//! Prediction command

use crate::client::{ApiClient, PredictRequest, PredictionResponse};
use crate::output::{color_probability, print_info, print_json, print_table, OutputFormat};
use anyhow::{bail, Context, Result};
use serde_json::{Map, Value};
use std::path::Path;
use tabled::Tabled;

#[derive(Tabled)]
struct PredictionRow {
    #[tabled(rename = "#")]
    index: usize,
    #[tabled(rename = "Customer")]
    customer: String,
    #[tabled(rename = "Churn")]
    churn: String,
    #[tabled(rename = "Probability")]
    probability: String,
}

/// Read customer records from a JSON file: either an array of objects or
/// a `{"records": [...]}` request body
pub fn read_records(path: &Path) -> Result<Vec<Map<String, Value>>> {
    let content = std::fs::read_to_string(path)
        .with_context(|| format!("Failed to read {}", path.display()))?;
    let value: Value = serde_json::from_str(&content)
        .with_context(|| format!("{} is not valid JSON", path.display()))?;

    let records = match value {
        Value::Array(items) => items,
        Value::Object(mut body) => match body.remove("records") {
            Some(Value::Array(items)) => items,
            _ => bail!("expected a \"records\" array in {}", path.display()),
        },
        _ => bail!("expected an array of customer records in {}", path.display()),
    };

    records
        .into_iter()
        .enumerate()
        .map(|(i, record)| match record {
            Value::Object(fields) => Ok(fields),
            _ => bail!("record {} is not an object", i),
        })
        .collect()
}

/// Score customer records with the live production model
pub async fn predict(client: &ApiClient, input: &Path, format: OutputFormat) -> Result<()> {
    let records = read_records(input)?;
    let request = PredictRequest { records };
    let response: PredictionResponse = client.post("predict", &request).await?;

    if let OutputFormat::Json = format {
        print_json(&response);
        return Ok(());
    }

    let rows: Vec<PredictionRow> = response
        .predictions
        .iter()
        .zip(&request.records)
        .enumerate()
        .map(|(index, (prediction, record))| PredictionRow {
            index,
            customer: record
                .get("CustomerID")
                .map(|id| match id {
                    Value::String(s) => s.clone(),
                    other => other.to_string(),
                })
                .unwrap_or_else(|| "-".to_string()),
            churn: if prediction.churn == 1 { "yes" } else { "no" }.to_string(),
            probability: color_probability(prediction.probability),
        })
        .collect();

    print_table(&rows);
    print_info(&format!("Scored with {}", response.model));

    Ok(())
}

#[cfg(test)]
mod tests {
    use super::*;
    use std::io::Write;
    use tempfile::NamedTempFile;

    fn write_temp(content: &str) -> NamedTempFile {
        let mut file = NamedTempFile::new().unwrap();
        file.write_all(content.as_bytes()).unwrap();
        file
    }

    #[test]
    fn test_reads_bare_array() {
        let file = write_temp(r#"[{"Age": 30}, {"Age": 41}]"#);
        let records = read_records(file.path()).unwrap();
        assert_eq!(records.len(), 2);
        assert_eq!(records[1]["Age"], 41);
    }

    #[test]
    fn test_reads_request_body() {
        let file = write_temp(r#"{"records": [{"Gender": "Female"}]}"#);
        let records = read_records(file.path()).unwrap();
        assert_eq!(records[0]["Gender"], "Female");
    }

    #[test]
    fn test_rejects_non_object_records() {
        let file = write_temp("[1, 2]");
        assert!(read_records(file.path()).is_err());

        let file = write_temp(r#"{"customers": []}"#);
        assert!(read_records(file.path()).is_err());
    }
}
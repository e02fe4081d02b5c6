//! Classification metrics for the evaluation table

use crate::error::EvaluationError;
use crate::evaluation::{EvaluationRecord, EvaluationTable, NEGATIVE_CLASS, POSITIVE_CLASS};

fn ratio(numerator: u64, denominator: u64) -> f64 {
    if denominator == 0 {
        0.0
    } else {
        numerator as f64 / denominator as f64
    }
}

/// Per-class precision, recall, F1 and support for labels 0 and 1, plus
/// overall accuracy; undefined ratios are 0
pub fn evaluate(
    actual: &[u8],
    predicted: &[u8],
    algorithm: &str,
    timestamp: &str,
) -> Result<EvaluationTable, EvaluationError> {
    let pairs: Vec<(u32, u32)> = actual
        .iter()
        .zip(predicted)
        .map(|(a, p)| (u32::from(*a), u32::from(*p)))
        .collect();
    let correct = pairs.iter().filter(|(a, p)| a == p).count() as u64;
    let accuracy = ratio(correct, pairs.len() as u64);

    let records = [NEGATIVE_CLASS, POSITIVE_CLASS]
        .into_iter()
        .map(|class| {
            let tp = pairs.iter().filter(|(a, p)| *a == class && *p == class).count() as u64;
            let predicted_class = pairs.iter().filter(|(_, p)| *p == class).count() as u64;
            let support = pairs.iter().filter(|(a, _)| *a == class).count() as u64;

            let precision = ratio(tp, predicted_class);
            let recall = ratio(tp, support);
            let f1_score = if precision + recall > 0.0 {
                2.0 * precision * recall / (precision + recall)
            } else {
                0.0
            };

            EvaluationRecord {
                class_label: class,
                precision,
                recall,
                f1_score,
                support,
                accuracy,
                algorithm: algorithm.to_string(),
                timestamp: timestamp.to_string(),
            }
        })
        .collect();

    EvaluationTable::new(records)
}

----

From the material above, gather all lines that include the string "content" and copy them.

    let content = std::fs::read_to_string(path)
    let value: Value = serde_json::from_str(&content)
    fn write_temp(content: &str) -> NamedTempFile {
        file.write_all(content.as_bytes()).unwrap();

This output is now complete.